The Covenant Of Grace (II)

 

Sermon by Rev. W. Wiersma on Lord’s Day 27

Reading: 1John 1; Romans 4:1-17

 

Dear Brothers and Sisters, young and older,

The question of infant baptism, or rather the baptism of the children of believers, is for us very much linked to the question of how the Bible teaches us to regard the children of believers.  You will remember that I referred to the Old Testament, particularly to the covenant which God made with Abraham and his descendants.  We saw that this covenant of God with Abraham was actually part of a much wider and much bigger arrangement of God for the salvation of mankind and the whole of creation.  An arrangement which was increasingly unfolded over the centuries covered in the Scriptures.  And the heart of this arrangement or covenant is, in fact, the covenant which God has made with Christ and His people.

Now the New Testament has a lot to teach us about this covenant which God has made with Christ and His people of which the covenant with Abraham was a part, and an expression.

For instance, the apostle Paul says that the beneficiaries of this covenant of God with Christ and His people were chosen in Christ from before the foundation of the world.

We are also taught that these people, the covenant people, are chosen for a purpose, namely, they will be witnesses of God’s grace and power in the world.  They are called to be a holy people separated for God to serve God.  Both are true for God’s people in the Old Testament and in the New Testament.

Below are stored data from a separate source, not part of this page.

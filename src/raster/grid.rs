use std::ops::Range;

use geo::{coord, Coord, LineString, Polygon, Rect};


const GEOREFERENCE_TOLERANCE: f64 = 1e-9;

/// Affine pixel-to-world mapping, in the usual six-parameter order:
///
/// ```text
/// x = origin_x + col * pixel_width  + row * row_rotation
/// y = origin_y + col * column_rotation + row * pixel_height
/// ```
///
/// `(col, row)` addresses the top-left corner of a cell, so the cell centre is
/// at `(col + 0.5, row + 0.5)`.
#[derive(Debug, Clone, Copy, PartialEq)]
pub struct GeoTransform {
    pub origin_x: f64,
    pub pixel_width: f64,
    pub row_rotation: f64,
    pub origin_y: f64,
    pub column_rotation: f64,
    pub pixel_height: f64,
}

impl GeoTransform {
    /// Square cells, no rotation, origin at the top-left corner.
    #[cfg(test)]
    pub fn north_up(left: f64, top: f64, cell_size: f64) -> Self {
        GeoTransform {
            origin_x: left,
            pixel_width: cell_size,
            row_rotation: 0.0,
            origin_y: top,
            column_rotation: 0.0,
            pixel_height: -cell_size,
        }
    }

    pub fn as_array(&self) -> [f64; 6] {
        [
            self.origin_x,
            self.pixel_width,
            self.row_rotation,
            self.origin_y,
            self.column_rotation,
            self.pixel_height,
        ]
    }

    pub fn is_rotated(&self) -> bool {
        self.row_rotation != 0.0 || self.column_rotation != 0.0
    }

    pub fn apply(&self, col: f64, row: f64) -> Coord<f64> {
        coord! {
            x: self.origin_x + col * self.pixel_width + row * self.row_rotation,
            y: self.origin_y + col * self.column_rotation + row * self.pixel_height,
        }
    }

    /// World coordinate to fractional `(col, row)`. `None` for a degenerate transform.
    pub fn invert(&self, world: Coord<f64>) -> Option<(f64, f64)> {
        let det = self.pixel_width * self.pixel_height - self.row_rotation * self.column_rotation;
        if det == 0.0 {
            return None;
        }

        let dx = world.x - self.origin_x;
        let dy = world.y - self.origin_y;
        let col = (dx * self.pixel_height - dy * self.row_rotation) / det;
        let row = (dy * self.pixel_width - dx * self.column_rotation) / det;

        Some((col, row))
    }
}

/// A single-band elevation grid. Missing measurements are `None`; the numeric
/// nodata sentinel only exists in the file formats.
#[derive(Debug, Clone, PartialEq)]
pub struct RasterGrid {
    rows: usize,
    columns: usize,
    pub transform: GeoTransform,
    pub epsg: u32,
    /// row-major cell values, `columns` per row
    cells: Vec<Option<f64>>,
}

impl RasterGrid {
    /// # Panics
    /// Panics if `cells` does not hold exactly `rows * columns` values.
    pub fn new(
        rows: usize,
        columns: usize,
        transform: GeoTransform,
        epsg: u32,
        cells: Vec<Option<f64>>,
    ) -> Self {
        assert_eq!(
            cells.len(),
            rows * columns,
            "{}x{} grid needs {} cells",
            rows,
            columns,
            rows * columns
        );

        RasterGrid {
            rows,
            columns,
            transform,
            epsg,
            cells,
        }
    }

    /// Builds a grid from nested rows, e.g. in tests and small fixtures.
    ///
    /// # Panics
    /// Panics if the rows are ragged.
    #[cfg(test)]
    pub fn from_rows(rows: Vec<Vec<Option<f64>>>, transform: GeoTransform, epsg: u32) -> Self {
        let row_count = rows.len();
        let columns = rows.first().map(Vec::len).unwrap_or(0);
        let cells: Vec<Option<f64>> = rows.into_iter().flatten().collect();

        RasterGrid::new(row_count, columns, transform, epsg, cells)
    }

    /// Same georeference, new cell values.
    pub fn with_cells(&self, cells: Vec<Option<f64>>) -> Self {
        RasterGrid::new(self.rows, self.columns, self.transform, self.epsg, cells)
    }

    /// `(rows, columns)`
    pub fn dimensions(&self) -> (usize, usize) {
        (self.rows, self.columns)
    }

    pub fn get(&self, row: usize, col: usize) -> Option<f64> {
        self.cells[row * self.columns + col]
    }

    pub fn cells(&self) -> &[Option<f64>] {
        &self.cells
    }

    pub fn index_of(&self, offset: usize) -> (usize, usize) {
        (offset / self.columns, offset % self.columns)
    }

    pub fn missing_count(&self) -> usize {
        self.cells.iter().filter(|c| c.is_none()).count()
    }

    pub fn to_rows(&self) -> Vec<Vec<Option<f64>>> {
        if self.columns == 0 {
            return vec![Vec::new(); self.rows];
        }
        self.cells.chunks(self.columns).map(<[_]>::to_vec).collect()
    }

    pub fn cell_centre(&self, row: usize, col: usize) -> Coord<f64> {
        self.transform.apply(col as f64 + 0.5, row as f64 + 0.5)
    }

    pub fn cell_polygon(&self, row: usize, col: usize) -> Polygon<f64> {
        let (c, r) = (col as f64, row as f64);
        let ring = vec![
            self.transform.apply(c, r),
            self.transform.apply(c + 1.0, r),
            self.transform.apply(c + 1.0, r + 1.0),
            self.transform.apply(c, r + 1.0),
            self.transform.apply(c, r),
        ];
        Polygon::new(LineString::new(ring), vec![])
    }

    /// Row and column ranges of the cells that may overlap `rect`, clamped to the grid.
    pub fn pixel_window(&self, rect: &Rect<f64>) -> Option<(Range<usize>, Range<usize>)> {
        let corners = [
            rect.min(),
            rect.max(),
            coord! { x: rect.min().x, y: rect.max().y },
            coord! { x: rect.max().x, y: rect.min().y },
        ];

        let mut col_min = f64::INFINITY;
        let mut col_max = f64::NEG_INFINITY;
        let mut row_min = f64::INFINITY;
        let mut row_max = f64::NEG_INFINITY;
        for corner in corners {
            let (col, row) = self.transform.invert(corner)?;
            col_min = col_min.min(col);
            col_max = col_max.max(col);
            row_min = row_min.min(row);
            row_max = row_max.max(row);
        }

        let clamp = |v: f64, upper: usize| -> usize { v.max(0.0).min(upper as f64) as usize };
        let rows = clamp(row_min.floor(), self.rows)..clamp(row_max.floor() + 1.0, self.rows);
        let cols = clamp(col_min.floor(), self.columns)..clamp(col_max.floor() + 1.0, self.columns);

        if rows.is_empty() || cols.is_empty() {
            return None;
        }
        Some((rows, cols))
    }

    pub fn check_same_georeference(&self, other: &RasterGrid) -> Result<(), String> {
        if self.epsg != other.epsg {
            return Err(format!("EPSG:{} vs EPSG:{}", self.epsg, other.epsg));
        }

        let a = self.transform.as_array();
        let b = other.transform.as_array();
        if a.iter().zip(b.iter()).any(|(x, y)| (x - y).abs() > GEOREFERENCE_TOLERANCE) {
            return Err(format!("geotransform {:?} vs {:?}", a, b));
        }

        Ok(())
    }
}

The Scriptures also very clearly teach that Christ is central to this covenant.  It is particularly His obedience to death, His victory over Satan, sin and death, that makes it possible for his people to be the people of God who can live in the presence of God without being destroyed by God’s holiness.  I do not need to go into details here.  I’ve preached on the work of Christ, and its absolute necessity and its significance, many a time.  I mention it here to underline the biblical teaching that the covenant which underlies God’s dealing with His people both in the Old Testament and in the New Testament is an arrangement of grace.  It springs forth out of the love of God.  It is an arrangement in which God is always taking the initiative to which we are called to respond in faith and obedience.  It is an arrangement within which God gives and we receive.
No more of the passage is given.